Further Question: What is the lower bound for collisions of messages of common length for a hash function H chosen randomly from U, where U is the set of universal hash functions ?
Is it 1/N (where N is 2^(|M|)) or is it greater? If it is greater, that implies there is more than 1 message of length N that will map to the same MD value for a given H.
If that is the case, how practical is it to find these other messages? bruteforce would be of O(2^N), is there a method of time complexity less than bruteforce?

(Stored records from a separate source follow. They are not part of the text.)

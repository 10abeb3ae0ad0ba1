//! Am29F040B FlashROM state machine: the command sequencer used by
//! EasyFlash and similar flashable cartridges. 512 KiB, 8 sectors of 64
//! KiB each.

pub const SIZE: usize = 512 * 1024;
pub const SECTOR_SIZE: usize = 64 * 1024;
const NUM_SECTORS: usize = SIZE / SECTOR_SIZE;

#[derive(Debug, Clone, Copy, PartialEq, Eq)]
pub enum State {
    Read,
    Magic1,
    Magic2,
    Autoselect,
    ByteProgram,
    ByteProgramError,
    EraseMagic1,
    EraseMagic2,
    EraseSelect,
    ChipErase,
    SectorErase(usize),
    SectorEraseTimeout(usize),
    SectorEraseSuspend(usize),
}

pub struct FlashRom {
    data: Vec<u8>,
    state: State,
    base_state: State,
}

fn first_command_addr(a: u32) -> bool {
    (a & 0x7FF) == 0x555
}

fn second_command_addr(a: u32) -> bool {
    (a & 0x7FF) == 0x2AA
}

impl FlashRom {
    pub fn new() -> Self {
        Self {
            data: vec![0xFF; SIZE],
            state: State::Read,
            base_state: State::Read,
        }
    }

    pub fn from_image(bytes: &[u8]) -> Self {
        let mut data = vec![0xFF; SIZE];
        let n = bytes.len().min(SIZE);
        data[..n].copy_from_slice(&bytes[..n]);
        Self {
            data,
            state: State::Read,
            base_state: State::Read,
        }
    }

    pub fn reset(&mut self) {
        self.state = State::Read;
        self.base_state = State::Read;
    }

    pub fn state(&self) -> State {
        self.state
    }

    pub fn peek(&self, addr: u32) -> u8 {
        match self.state {
            State::Autoselect => match addr & 0xFF {
                0x00 => 0x01, // manufacturer id (AMD)
                0x01 => 0xA4, // device id (Am29F040B)
                _ => self.data[addr as usize % SIZE],
            },
            _ => self.data[addr as usize % SIZE],
        }
    }

    pub fn poke(&mut self, addr: u32, value: u8) {
        match self.state {
            State::Read | State::Autoselect => {
                if first_command_addr(addr) && value == 0xAA {
                    self.state = State::Magic1;
                } else {
                    self.state = self.base_state;
                }
            }
            State::Magic1 => {
                if second_command_addr(addr) && value == 0x55 {
                    self.state = State::Magic2;
                } else {
                    self.state = self.base_state;
                }
            }
            State::Magic2 => {
                if first_command_addr(addr) {
                    self.state = match value {
                        0xA0 => State::ByteProgram,
                        0x80 => State::EraseMagic1,
                        0x90 => State::Autoselect,
                        0xF0 => State::Read,
                        _ => self.base_state,
                    };
                } else {
                    self.state = self.base_state;
                }
                if matches!(self.state, State::Autoselect | State::Read) {
                    self.base_state = self.state;
                }
            }
            State::ByteProgram => {
                let idx = addr as usize % SIZE;
                self.data[idx] &= value; // can only clear bits, never set
                self.state = State::Read;
                self.base_state = State::Read;
            }
            State::ByteProgramError => {
                self.state = State::Read;
                self.base_state = State::Read;
            }
            State::EraseMagic1 => {
                if first_command_addr(addr) && value == 0xAA {
                    self.state = State::EraseMagic2;
                } else {
                    self.state = self.base_state;
                }
            }
            State::EraseMagic2 => {
                if second_command_addr(addr) && value == 0x55 {
                    self.state = State::EraseSelect;
                } else {
                    self.state = self.base_state;
                }
            }
            State::EraseSelect => {
                if first_command_addr(addr) && value == 0x10 {
                    self.data.fill(0xFF);
                    self.state = State::Read;
                    self.base_state = State::Read;
                } else if value == 0x30 {
                    let sector = (addr as usize / SECTOR_SIZE).min(NUM_SECTORS - 1);
                    let start = sector * SECTOR_SIZE;
                    self.data[start..start + SECTOR_SIZE].fill(0xFF);
                    self.state = State::Read;
                    self.base_state = State::Read;
                } else {
                    self.state = self.base_state;
                }
            }
            State::ChipErase | State::SectorErase(_) | State::SectorEraseTimeout(_) | State::SectorEraseSuspend(_) => {
                self.state = self.base_state;
            }
        }
    }
}

impl Default for FlashRom {
    fn default() -> Self {
        Self::new()
    }
}

fn state_to_code(state: State) -> (u8, u32) {
    match state {
        State::Read => (0, 0),
        State::Magic1 => (1, 0),
        State::Magic2 => (2, 0),
        State::Autoselect => (3, 0),
        State::ByteProgram => (4, 0),
        State::ByteProgramError => (5, 0),
        State::EraseMagic1 => (6, 0),
        State::EraseMagic2 => (7, 0),
        State::EraseSelect => (8, 0),
        State::ChipErase => (9, 0),
        State::SectorErase(s) => (10, s as u32),
        State::SectorEraseTimeout(s) => (11, s as u32),
        State::SectorEraseSuspend(s) => (12, s as u32),
    }
}

fn state_from_code(tag: u8, sector: u32) -> crate::error::Result<State> {
    let sector = sector as usize;
    match tag {
        0 => Ok(State::Read),
        1 => Ok(State::Magic1),
        2 => Ok(State::Magic2),
        3 => Ok(State::Autoselect),
        4 => Ok(State::ByteProgram),
        5 => Ok(State::ByteProgramError),
        6 => Ok(State::EraseMagic1),
        7 => Ok(State::EraseMagic2),
        8 => Ok(State::EraseSelect),
        9 => Ok(State::ChipErase),
        10 => Ok(State::SectorErase(sector)),
        11 => Ok(State::SectorEraseTimeout(sector)),
        12 => Ok(State::SectorEraseSuspend(sector)),
        other => Err(crate::error::Vc64Error::Integrity(format!("unknown flash state tag {other}"))),
    }
}

impl FlashRom {
    /// The flash array is persistent (programmed/erased data outlives a
    /// CPU reset); the command sequencer state does too, since the real
    /// chip has no reset pin.
    pub fn write_state(&self, w: &mut crate::serialize::Writer) {
        w.fixed_bytes(&self.data);
        let (tag, sector) = state_to_code(self.state);
        w.u8(tag);
        w.u32(sector);
        let (base_tag, base_sector) = state_to_code(self.base_state);
        w.u8(base_tag);
        w.u32(base_sector);
    }

    pub fn read_state(&mut self, r: &mut crate::serialize::Reader) -> crate::error::Result<()> {
        self.data = r.fixed_bytes(SIZE)?;
        let tag = r.u8()?;
        let sector = r.u32()?;
        self.state = state_from_code(tag, sector)?;
        let base_tag = r.u8()?;
        let base_sector = r.u32()?;
        self.base_state = state_from_code(base_tag, base_sector)?;
        Ok(())
    }
}

#[cfg(test)]
mod tests {
    use super::*;

    #[test]
    fn autoselect_reports_amd_ids_then_f0_restores_read() {
        let mut f = FlashRom::new();
        f.poke(0x555, 0xAA);
        f.poke(0x2AA, 0x55);
        f.poke(0x555, 0x90);
        assert_eq!(f.peek(0), 0x01);
        assert_eq!(f.peek(1), 0xA4);
        f.poke(0x1234, 0xF0);
        assert_eq!(f.state(), State::Read);
        assert_eq!(f.peek(0), 0xFF);
    }

    #[test]
    fn byte_program_can_only_clear_bits() {
        let mut f = FlashRom::new();
        f.poke(0x555, 0xAA);
        f.poke(0x2AA, 0x55);
        f.poke(0x555, 0xA0);
        f.poke(0x1000, 0x0F);
        assert_eq!(f.peek(0x1000), 0x0F);
    }

    #[test]
    fn mismatched_sequence_returns_to_base_state() {
        let mut f = FlashRom::new();
        f.poke(0x555, 0xAA);
        f.poke(0x2AA, 0x12); // wrong value
        assert_eq!(f.state(), State::Read);
    }

    #[test]
    fn chip_erase_fills_ff() {
        let mut f = FlashRom::new();
        f.poke(0x1000, 0x00); // no program in effect, data stays 0xFF
        f.poke(0x555, 0xAA);
        f.poke(0x2AA, 0x55);
        f.poke(0x555, 0x80);
        f.poke(0x555, 0xAA);
        f.poke(0x2AA, 0x55);
        f.poke(0x555, 0x10);
        assert!(f.data.iter().all(|&b| b == 0xFF));
        assert_eq!(f.state(), State::Read);
    }
}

Can't speak for the rest of the questions, but the first one is fairly simple - adding length data to the input of the md5, at any stage of the hashing process (1st block, Nth block, final block) just changes the output hash. You couldn't retrieve that length from the output hash string afterwards. It's also not inconceivable that a collision couldn't be produced from another string with the exact same length in the first place, so saying "the original string was 17 bytes" is meaningless, because the colliding string could also be 17 bytes.
e.g.
md5("abce(17bytes)fghi") = md5("abdefghi<long sequence of text to produce collision>")
is still possible.
In the case of X.509 certificates specifically, the "comments" are not comments in the programming language sense: they are simply additional attributes with an OID that indicates they are to be interpreted as comments. The signature on a certificate is defined to be over the DER representation of the entire tbsCertificate ('to be signed' certificate) structure which includes all the additional attributes.
Hash function design is pretty deep theory, though, and might be better served on the Theoretical CS Stack Exchange.
As #Marc points out, though, as long as more bits can be modified than the output of the hash function contains, then by the pigeonhole principle a collision must exist for some pair of inputs. Because cryptographic hash functions are in general designed to behave pseudo-randomly over their inputs, collisions will tend toward being uniformly distributed over possible inputs.
EDIT: Incorporating the message length into the final block of the hash function would be equivalent to appending the length of everything that has gone before to the input message, so there's no real need to modify the hash function to do this itself; rather, specify it as part of the usage in a given context. I can see where this would make some types of collision attacks harder to pull off, since if you change the message length there's a changed field "downstream" of the area modified by the attack. However, this wouldn't necessarily impede the X.509 intermediate CA forgery attack since the length of the tbsCertificate is not modified.